** What the task requires **
Filter the records for lines holding the string "TcpStream".

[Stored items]
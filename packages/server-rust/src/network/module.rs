//! HTTP server lifecycle: `new()` wires state, `start()` binds, `serve()`
//! accepts until the shutdown future resolves.
//!
//! Binding before serving lets the binary report the actual port (port 0
//! picks an ephemeral one) and fail fast on an address already in use.

use std::future::Future;
use std::sync::Arc;

use axum::middleware::from_fn_with_state;
use axum::routing::get;
use axum::Router;
use metrics_exporter_prometheus::PrometheusHandle;
use tokio::net::TcpListener;
use tracing::{info, warn};

use super::config::NetworkConfig;
use super::handlers::{
    correlation_handler, dashboard_handler, filters_handler, fuel_handler, health_handler,
    liveness_handler, metrics_handler, overview_handler, prices_handler, readiness_handler,
    vehicles_handler, AppState,
};
use super::middleware::build_http_layers;
use super::shutdown::{track_in_flight, ShutdownController};
use crate::service::QueryService;

/// Assembles every route and the middleware stack around `state`.
///
/// - `GET /api/filters`, `/api/overview`, `/api/prices`, `/api/fuel`,
///   `/api/correlation`, `/api/vehicles`, `/api/dashboard`, counted by
///   [`track_in_flight`] and refused while draining
/// - `GET /health`, `/health/live`, `/health/ready`
/// - `GET /metrics`
pub fn build_router(state: AppState) -> Router {
    let layers = build_http_layers(&state.config);
    let in_flight = from_fn_with_state(Arc::clone(&state.shutdown), track_in_flight);

    let api = Router::new()
        .route("/api/filters", get(filters_handler))
        .route("/api/overview", get(overview_handler))
        .route("/api/prices", get(prices_handler))
        .route("/api/fuel", get(fuel_handler))
        .route("/api/correlation", get(correlation_handler))
        .route("/api/vehicles", get(vehicles_handler))
        .route("/api/dashboard", get(dashboard_handler))
        .route_layer(in_flight);

    Router::new()
        .merge(api)
        .route("/health", get(health_handler))
        .route("/health/live", get(liveness_handler))
        .route("/health/ready", get(readiness_handler))
        .route("/metrics", get(metrics_handler))
        .layer(layers)
        .with_state(state)
}

/// Owns the listener and the state shared with every handler.
pub struct NetworkModule {
    listener: Option<TcpListener>,
    state: AppState,
}

impl NetworkModule {
    /// Wires the query service into the handler state without binding.
    #[must_use]
    pub fn new(config: NetworkConfig, service: Arc<QueryService>) -> Self {
        Self {
            listener: None,
            state: AppState::new(service, config),
        }
    }

    /// Serves `/metrics` from the given Prometheus recorder.
    #[must_use]
    pub fn with_metrics(mut self, handle: PrometheusHandle) -> Self {
        self.state = self.state.with_metrics(handle);
        self
    }

    #[must_use]
    pub fn shutdown_controller(&self) -> Arc<ShutdownController> {
        Arc::clone(&self.state.shutdown)
    }

    #[must_use]
    pub fn router(&self) -> Router {
        build_router(self.state.clone())
    }

    /// Binds the listener and returns the bound port.
    ///
    /// # Errors
    ///
    /// Returns an error if the address cannot be bound.
    pub async fn start(&mut self) -> anyhow::Result<u16> {
        let address = self.state.config.bind_address();
        let listener = TcpListener::bind(&address).await?;
        let port = listener.local_addr()?.port();

        info!(host = %self.state.config.host, port, "listener bound");

        self.listener = Some(listener);
        Ok(port)
    }

    /// Serves until `shutdown` resolves, then drains in-flight requests for
    /// at most the configured drain timeout.
    ///
    /// Readiness flips to 503 as soon as `shutdown` resolves, before open
    /// connections finish.
    ///
    /// # Errors
    ///
    /// Returns an error if [`start`](Self::start) was not called first or
    /// the server hits a fatal I/O error.
    pub async fn serve(
        self,
        shutdown: impl Future<Output = ()> + Send + 'static,
    ) -> anyhow::Result<()> {
        let router = self.router();
        let controller = self.shutdown_controller();
        let drain_timeout = self.state.config.drain_timeout;
        let Some(listener) = self.listener else {
            anyhow::bail!("start() must be called before serve()");
        };

        controller.set_ready();
        info!("serving dashboard requests");

        let signal_controller = Arc::clone(&controller);
        axum::serve(listener, router)
            .with_graceful_shutdown(async move {
                shutdown.await;
                info!("shutdown signal received");
                signal_controller.trigger_shutdown();
            })
            .await?;

        if controller.wait_for_drain(drain_timeout).await {
            info!("all requests drained");
        } else {
            warn!(
                in_flight = controller.in_flight_count(),
                "drain timeout expired with requests still in flight"
            );
        }
        Ok(())
    }
}

#[cfg(test)]
mod tests {
    use std::time::Duration;

    use tokio::io::{AsyncReadExt, AsyncWriteExt};
    use tokio::net::TcpStream;

    use super::*;
    use crate::network::HealthState;
    use crate::service::query::tests::scenario_store;
    use crate::service::ServiceConfig;

    fn module() -> NetworkModule {
        let config = NetworkConfig {
            host: "127.0.0.1".to_string(),
            ..NetworkConfig::default()
        };
        let service = QueryService::new(Arc::new(scenario_store()), ServiceConfig::default());
        NetworkModule::new(config, Arc::new(service))
    }

    #[test]
    fn new_does_not_bind() {
        let module = module();
        assert!(module.listener.is_none());
        assert_eq!(module.shutdown_controller().health_state(), HealthState::Starting);
    }

    #[test]
    fn shutdown_controller_is_shared() {
        let module = module();
        assert!(Arc::ptr_eq(
            &module.shutdown_controller(),
            &module.shutdown_controller()
        ));
    }

    #[tokio::test]
    async fn start_binds_ephemeral_port() {
        let mut module = module();
        let port = module.start().await.unwrap();
        assert!(port > 0);
        assert!(module.listener.is_some());
    }

    #[tokio::test]
    async fn serve_without_start_is_an_error() {
        let err = module()
            .serve(std::future::pending::<()>())
            .await
            .unwrap_err();
        assert!(err.to_string().contains("start()"));
    }

    #[tokio::test]
    async fn serves_until_shutdown_then_stops() {
        let mut module = module();
        let port = module.start().await.unwrap();
        let controller = module.shutdown_controller();
        let (tx, rx) = tokio::sync::oneshot::channel::<()>();

        let server = tokio::spawn(module.serve(async move {
            let _ = rx.await;
        }));

        let mut stream = TcpStream::connect(("127.0.0.1", port)).await.unwrap();
        let request = b"GET /health/ready HTTP/1.1\r\nHost: localhost\r\nConnection: close\r\n\r\n";
        stream.write_all(request).await.unwrap();
        let mut response = String::new();
        stream.read_to_string(&mut response).await.unwrap();
        assert!(response.starts_with("HTTP/1.1 200"), "{response}");

        tx.send(()).unwrap();
        tokio::time::timeout(Duration::from_secs(5), server)
            .await
            .unwrap()
            .unwrap()
            .unwrap();
        assert_eq!(controller.health_state(), HealthState::Stopped);
    }
}
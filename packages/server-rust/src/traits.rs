use async_trait::async_trait;
use carlens_core::{
    CorrelationRow, FilterOptions, FuelDistribution, OverviewStats, PriceRow, VehicleFilter,
    VehicleRow,
};

/// Read-only access to the vehicle listing collection.
/// Implementations: `MongoDB` (production), memory (tests and demos).
///
/// Every query flattens the embedded brand relation before applying the
/// filter, so one vehicle with several matching brand entries contributes
/// one row per matching entry. Errors are returned as-is; degrading them to
/// empty results is the caller's policy, not the store's.
#[async_trait]
pub trait VehicleStore: Send + Sync {
    /// Short backend name for logs and the health endpoint.
    fn backend(&self) -> &'static str;

    /// Liveness check against the backing store.
    async fn ping(&self) -> anyhow::Result<()>;

    /// Year bounds and sorted distinct brand names over the whole collection.
    ///
    /// Fails with [`StoreError::Empty`](crate::storage::StoreError::Empty)
    /// when there is nothing to derive options from.
    async fn filter_options(&self) -> anyhow::Result<FilterOptions>;

    /// Row count, mean price, mean horsepower and distinct brand count.
    async fn overview(&self, filter: &VehicleFilter) -> anyhow::Result<OverviewStats>;

    /// One `(brand, price)` pair per matched row.
    async fn price_distribution(&self, filter: &VehicleFilter) -> anyhow::Result<Vec<PriceRow>>;

    /// Count and mean price per fuel category.
    async fn fuel_distribution(&self, filter: &VehicleFilter)
        -> anyhow::Result<FuelDistribution>;

    /// Price and specification columns per matched row.
    async fn correlation_rows(&self, filter: &VehicleFilter)
        -> anyhow::Result<Vec<CorrelationRow>>;

    /// Every matched row with all table columns.
    async fn vehicle_rows(&self, filter: &VehicleFilter) -> anyhow::Result<Vec<VehicleRow>>;
}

** Reply **
    use tokio::net::TcpStream;
        let mut stream = TcpStream::connect(("127.0.0.1", port)).await.unwrap();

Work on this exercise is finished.